Source material »
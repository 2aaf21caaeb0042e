//! Tag coordination: who is "it", cooldown and proximity transfers

use std::time::Instant;

use tracing::info;
use uuid::Uuid;

use super::constants::{TAG_COOLDOWN, TAG_DISTANCE, TAG_REWARD};
use super::world::Player;

/// A completed transfer of "it"
#[derive(Debug, Clone, Copy, PartialEq, Eq)]
pub struct TagTransfer {
    pub from: Uuid,
    pub to: Uuid,
}

/// Single shared "it" state machine
#[derive(Debug, Clone)]
pub struct TagCoordinator {
    it: Option<Uuid>,
    last_tag_at: Instant,
}

impl TagCoordinator {
    /// The cooldown clock starts at world creation.
    pub fn new(started_at: Instant) -> Self {
        Self {
            it: None,
            last_tag_at: started_at,
        }
    }

    pub fn it(&self) -> Option<Uuid> {
        self.it
    }

    /// Change the holder without touching the cooldown clock (joins and disconnects).
    pub fn assign(&mut self, holder: Option<Uuid>) {
        self.it = holder;
    }

    pub fn cooldown_elapsed(&self, now: Instant) -> bool {
        now.saturating_duration_since(self.last_tag_at) > TAG_COOLDOWN
    }

    /// Check the "it" holder against every other player, in registry order,
    /// and hand "it" to the first one in range. At most one transfer per call.
    pub fn evaluate(&mut self, players: &mut [Player], now: Instant) -> Option<TagTransfer> {
        let it_id = self.it?;
        if !self.cooldown_elapsed(now) {
            return None;
        }

        let it_idx = players.iter().position(|p| p.id == it_id)?;
        let it_pos = players[it_idx].body.position;

        let target_idx = players
            .iter()
            .enumerate()
            .filter(|(idx, _)| *idx != it_idx)
            .find(|(_, p)| it_pos.distance_to(&p.body.position) < TAG_DISTANCE)
            .map(|(idx, _)| idx)?;

        let outgoing = &mut players[it_idx];
        outgoing.score = outgoing.score.saturating_add(TAG_REWARD);
        outgoing.is_it = false;

        let incoming = &mut players[target_idx];
        incoming.is_it = true;
        let target_id = incoming.id;

        self.it = Some(target_id);
        self.last_tag_at = now;

        info!(from = %it_id, to = %target_id, "Tag transfer");

        Some(TagTransfer {
            from: it_id,
            to: target_id,
        })
    }
}
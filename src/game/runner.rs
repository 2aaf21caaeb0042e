//! Authoritative game loop
//!
//! One task owns the [`World`]. Connections reach it only through
//! [`GameHandle`] commands, and commands are handled between passes, so a
//! tick or scoring pass always sees a stable registry.

use std::sync::atomic::{AtomicUsize, Ordering};
use std::sync::Arc;
use std::time::Instant;

use tokio::sync::{mpsc, watch};
use tokio::time::{interval, interval_at, MissedTickBehavior};
use tracing::{debug, info};
use uuid::Uuid;

use crate::util::time::{scoring_interval, tick_duration};
use crate::ws::hub::ConnectionHub;
use crate::ws::protocol::{NewPlayer, ServerMsg};

use super::snapshot::{self, PlayerView};
use super::world::{World, WorldEvent};
use super::InputState;

/// Work submitted by the session gateway
#[derive(Debug, Clone)]
pub enum GameCommand {
    Join { player_id: Uuid },
    Input { player_id: Uuid, input: InputState },
    Leave { player_id: Uuid },
}

/// The game loop has stopped
#[derive(Debug, thiserror::Error)]
#[error("game loop is not running")]
pub struct GameClosed;

/// Cloneable handle to the running game loop
#[derive(Clone)]
pub struct GameHandle {
    command_tx: mpsc::Sender<GameCommand>,
    player_count: Arc<AtomicUsize>,
}

impl GameHandle {
    pub async fn join(&self, player_id: Uuid) -> Result<(), GameClosed> {
        self.send(GameCommand::Join { player_id }).await
    }

    pub async fn input(&self, player_id: Uuid, input: InputState) -> Result<(), GameClosed> {
        self.send(GameCommand::Input { player_id, input }).await
    }

    pub async fn leave(&self, player_id: Uuid) -> Result<(), GameClosed> {
        self.send(GameCommand::Leave { player_id }).await
    }

    pub fn player_count(&self) -> usize {
        self.player_count.load(Ordering::Relaxed)
    }

    async fn send(&self, command: GameCommand) -> Result<(), GameClosed> {
        self.command_tx.send(command).await.map_err(|_| GameClosed)
    }
}

pub struct GameRunner {
    world: World,
    command_rx: mpsc::Receiver<GameCommand>,
    hub: Arc<ConnectionHub>,
    player_count: Arc<AtomicUsize>,
}

impl GameRunner {
    pub fn new(world: World, hub: Arc<ConnectionHub>) -> (Self, GameHandle) {
        let (command_tx, command_rx) = mpsc::channel(1024);
        let player_count = Arc::new(AtomicUsize::new(world.len()));

        let handle = GameHandle {
            command_tx,
            player_count: player_count.clone(),
        };

        let runner = Self {
            world,
            command_rx,
            hub,
            player_count,
        };

        (runner, handle)
    }

    /// Run until `shutdown` flips to true or every handle is dropped
    pub async fn run(mut self, mut shutdown: watch::Receiver<bool>) {
        info!("Game loop started");

        let mut tick_interval = interval(tick_duration());
        tick_interval.set_missed_tick_behavior(MissedTickBehavior::Skip);

        // Scoring starts one full period in, not immediately.
        let mut scoring = interval_at(
            tokio::time::Instant::now() + scoring_interval(),
            scoring_interval(),
        );
        scoring.set_missed_tick_behavior(MissedTickBehavior::Skip);

        loop {
            tokio::select! {
                command = self.command_rx.recv() => match command {
                    Some(command) => self.handle_command(command),
                    None => {
                        debug!("All game handles dropped");
                        break;
                    }
                },
                _ = tick_interval.tick() => self.run_tick(Instant::now()),
                _ = scoring.tick() => self.run_scoring(),
                changed = shutdown.changed() => {
                    if changed.is_err() || *shutdown.borrow() {
                        break;
                    }
                }
            }
        }

        info!(ticks = self.world.tick_count(), "Game loop stopped");
    }

    pub fn handle_command(&mut self, command: GameCommand) {
        match command {
            GameCommand::Join { player_id } => self.handle_join(player_id),
            GameCommand::Input { player_id, input } => {
                if !self.world.set_input(&player_id, input) {
                    debug!(player_id = %player_id, "Input for unknown player ignored");
                }
            }
            GameCommand::Leave { player_id } => self.handle_leave(player_id),
        }
    }

    /// Physics, tagging, then the per-tick snapshot
    pub fn run_tick(&mut self, now: Instant) {
        let events = self.world.tick(now);
        self.publish(&events);
        self.broadcast_snapshot();
    }

    /// Passive scoring, then a snapshot carrying the new scores
    pub fn run_scoring(&mut self) {
        let awarded = self.world.award_survival_points();
        debug!(awarded, "Scoring pass");
        self.broadcast_snapshot();
    }

    pub fn world(&self) -> &World {
        &self.world
    }

    fn handle_join(&mut self, player_id: Uuid) {
        let view = PlayerView::from(self.world.register(player_id));
        self.sync_player_count();

        self.hub
            .send_to(&player_id, &ServerMsg::CurrentPlayers(snapshot::build(&self.world)));
        self.hub.broadcast_except(
            &player_id,
            &ServerMsg::NewPlayer(NewPlayer::new(player_id, &view)),
        );
    }

    fn handle_leave(&mut self, player_id: Uuid) {
        let events = self.world.remove(&player_id);
        self.sync_player_count();
        self.publish(&events);
    }

    fn publish(&self, events: &[WorldEvent]) {
        for event in events {
            let msg = match *event {
                WorldEvent::PlayerLeft(id) => ServerMsg::PlayerDisconnected(id),
                WorldEvent::ItChanged(id) => ServerMsg::UpdateIt(id),
                WorldEvent::Sound(cue) => ServerMsg::PlaySound(cue),
            };
            self.hub.broadcast(&msg);
        }
    }

    fn broadcast_snapshot(&self) {
        if self.hub.is_empty() {
            return;
        }
        self.hub
            .broadcast(&ServerMsg::UpdatePlayers(snapshot::build(&self.world)));
    }

    fn sync_player_count(&self) {
        self.player_count.store(self.world.len(), Ordering::Relaxed);
    }
}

What to produce »
Each line of the data should be reproduced exactly as it appears.

The completed task »
repository 2aaf21caaeb0042e
//! Tag coordination: who is "it", cooldown and proximity transfers

use std::time::Instant;

use tracing::info;
use uuid::Uuid;

use super::constants::{TAG_COOLDOWN, TAG_DISTANCE, TAG_REWARD};
use super::world::Player;

/// A completed transfer of "it"
#[derive(Debug, Clone, Copy, PartialEq, Eq)]
pub struct TagTransfer {
    pub from: Uuid,
    pub to: Uuid,
}

/// Single shared "it" state machine
#[derive(Debug, Clone)]
pub struct TagCoordinator {
    it: Option<Uuid>,
    last_tag_at: Instant,
}

impl TagCoordinator {
    /// The cooldown clock starts at world creation.
    pub fn new(started_at: Instant) -> Self {
        Self {
            it: None,
            last_tag_at: started_at,
        }
    }

    pub fn it(&self) -> Option<Uuid> {
        self.it
    }

    /// Change the holder without touching the cooldown clock (joins and disconnects).
    pub fn assign(&mut self, holder: Option<Uuid>) {
        self.it = holder;
    }

    pub fn cooldown_elapsed(&self, now: Instant) -> bool {
        now.saturating_duration_since(self.last_tag_at) > TAG_COOLDOWN
    }

    /// Check the "it" holder against every other player, in registry order,
    /// and hand "it" to the first one in range. At most one transfer per call.
    pub fn evaluate(&mut self, players: &mut [Player], now: Instant) -> Option<TagTransfer> {
        let it_id = self.it?;
        if !self.cooldown_elapsed(now) {
            return None;
        }

        let it_idx = players.iter().position(|p| p.id == it_id)?;
        let it_pos = players[it_idx].body.position;

        let target_idx = players
            .iter()
            .enumerate()
            .filter(|(idx, _)| *idx != it_idx)
            .find(|(_, p)| it_pos.distance_to(&p.body.position) < TAG_DISTANCE)
            .map(|(idx, _)| idx)?;

        let outgoing = &mut players[it_idx];
        outgoing.score = outgoing.score.saturating_add(TAG_REWARD);
        outgoing.is_it = false;

        let incoming = &mut players[target_idx];
        incoming.is_it = true;
        let target_id = incoming.id;

        self.it = Some(target_id);
        self.last_tag_at = now;

        info!(from = %it_id, to = %target_id, "Tag transfer");

        Some(TagTransfer {
            from: it_id,
            to: target_id,
        })
    }
}
filename src/game/runner.rs
repository 2aaf21caaeb0042e
//! Authoritative game loop
//!
//! One task owns the [`World`]. Connections reach it only through
//! [`GameHandle`] commands, and commands are handled between passes, so a
//! tick or scoring pass always sees a stable registry.

use std::sync::atomic::{AtomicUsize, Ordering};
use std::sync::Arc;
use std::time::Instant;

use tokio::sync::{mpsc, watch};
use tokio::time::{interval, interval_at, MissedTickBehavior};
use tracing::{debug, info};
use uuid::Uuid;

use crate::util::time::{scoring_interval, tick_duration};
use crate::ws::hub::ConnectionHub;
use crate::ws::protocol::{NewPlayer, ServerMsg};

use super::snapshot::{self, PlayerView};
use super::world::{World, WorldEvent};
use super::InputState;

/// Work submitted by the session gateway
#[derive(Debug, Clone)]
pub enum GameCommand {
    Join { player_id: Uuid },
    Input { player_id: Uuid, input: InputState },
    Leave { player_id: Uuid },
}

/// The game loop has stopped
#[derive(Debug, thiserror::Error)]
#[error("game loop is not running")]
pub struct GameClosed;

/// Cloneable handle to the running game loop
#[derive(Clone)]
pub struct GameHandle {
    command_tx: mpsc::Sender<GameCommand>,
    player_count: Arc<AtomicUsize>,
}

impl GameHandle {
    pub async fn join(&self, player_id: Uuid) -> Result<(), GameClosed> {
        self.send(GameCommand::Join { player_id }).await
    }

    pub async fn input(&self, player_id: Uuid, input: InputState) -> Result<(), GameClosed> {
        self.send(GameCommand::Input { player_id, input }).await
    }

    pub async fn leave(&self, player_id: Uuid) -> Result<(), GameClosed> {
        self.send(GameCommand::Leave { player_id }).await
    }

    pub fn player_count(&self) -> usize {
        self.player_count.load(Ordering::Relaxed)
    }

    async fn send(&self, command: GameCommand) -> Result<(), GameClosed> {
        self.command_tx.send(command).await.map_err(|_| GameClosed)
    }
}

pub struct GameRunner {
    world: World,
    command_rx: mpsc::Receiver<GameCommand>,
    hub: Arc<ConnectionHub>,
    player_count: Arc<AtomicUsize>,
}

impl GameRunner {
    pub fn new(world: World, hub: Arc<ConnectionHub>) -> (Self, GameHandle) {
        let (command_tx, command_rx) = mpsc::channel(1024);
        let player_count = Arc::new(AtomicUsize::new(world.len()));

        let handle = GameHandle {
            command_tx,
            player_count: player_count.clone(),
        };

        let runner = Self {
            world,
            command_rx,
            hub,
            player_count,
        };

        (runner, handle)
    }

    /// Run until `shutdown` flips to true or every handle is dropped
    pub async fn run(mut self, mut shutdown: watch::Receiver<bool>) {
        info!("Game loop started");

        let mut tick_interval = interval(tick_duration());
        tick_interval.set_missed_tick_behavior(MissedTickBehavior::Skip);

        // Scoring starts one full period in, not immediately.
        let mut scoring = interval_at(
            tokio::time::Instant::now() + scoring_interval(),
            scoring_interval(),
        );
        scoring.set_missed_tick_behavior(MissedTickBehavior::Skip);

        loop {
            tokio::select! {
                command = self.command_rx.recv() => match command {
                    Some(command) => self.handle_command(command),
                    None => {
                        debug!("All game handles dropped");
                        break;
                    }
                },
                _ = tick_interval.tick() => self.run_tick(Instant::now()),
                _ = scoring.tick() => self.run_scoring(),
                changed = shutdown.changed() => {
                    if changed.is_err() || *shutdown.borrow() {
                        break;
                    }
                }
            }
        }

        info!(ticks = self.world.tick_count(), "Game loop stopped");
    }

    pub fn handle_command(&mut self, command: GameCommand) {
        match command {
            GameCommand::Join { player_id } => self.handle_join(player_id),
            GameCommand::Input { player_id, input } => {
                if !self.world.set_input(&player_id, input) {
                    debug!(player_id = %player_id, "Input for unknown player ignored");
                }
            }
            GameCommand::Leave { player_id } => self.handle_leave(player_id),
        }
    }

    /// Physics, tagging, then the per-tick snapshot
    pub fn run_tick(&mut self, now: Instant) {
        let events = self.world.tick(now);
        self.publish(&events);
        self.broadcast_snapshot();
    }

    /// Passive scoring, then a snapshot carrying the new scores
    pub fn run_scoring(&mut self) {
        let awarded = self.world.award_survival_points();
        debug!(awarded, "Scoring pass");
        self.broadcast_snapshot();
    }

    pub fn world(&self) -> &World {
        &self.world
    }

    fn handle_join(&mut self, player_id: Uuid) {
        let view = PlayerView::from(self.world.register(player_id));
        self.sync_player_count();

        self.hub
            .send_to(&player_id, &ServerMsg::CurrentPlayers(snapshot::build(&self.world)));
        self.hub.broadcast_except(
            &player_id,
            &ServerMsg::NewPlayer(NewPlayer::new(player_id, &view)),
        );
    }

    fn handle_leave(&mut self, player_id: Uuid) {
        let events = self.world.remove(&player_id);
        self.sync_player_count();
        self.publish(&events);
    }

    fn publish(&self, events: &[WorldEvent]) {
        for event in events {
            let msg = match *event {
                WorldEvent::PlayerLeft(id) => ServerMsg::PlayerDisconnected(id),
                WorldEvent::ItChanged(id) => ServerMsg::UpdateIt(id),
                WorldEvent::Sound(cue) => ServerMsg::PlaySound(cue),
            };
            self.hub.broadcast(&msg);
        }
    }

    fn broadcast_snapshot(&self) {
        if self.hub.is_empty() {
            return;
        }
        self.hub
            .broadcast(&ServerMsg::UpdatePlayers(snapshot::build(&self.world)));
    }

    fn sync_player_count(&self) {
        self.player_count.store(self.world.len(), Ordering::Relaxed);
    }
}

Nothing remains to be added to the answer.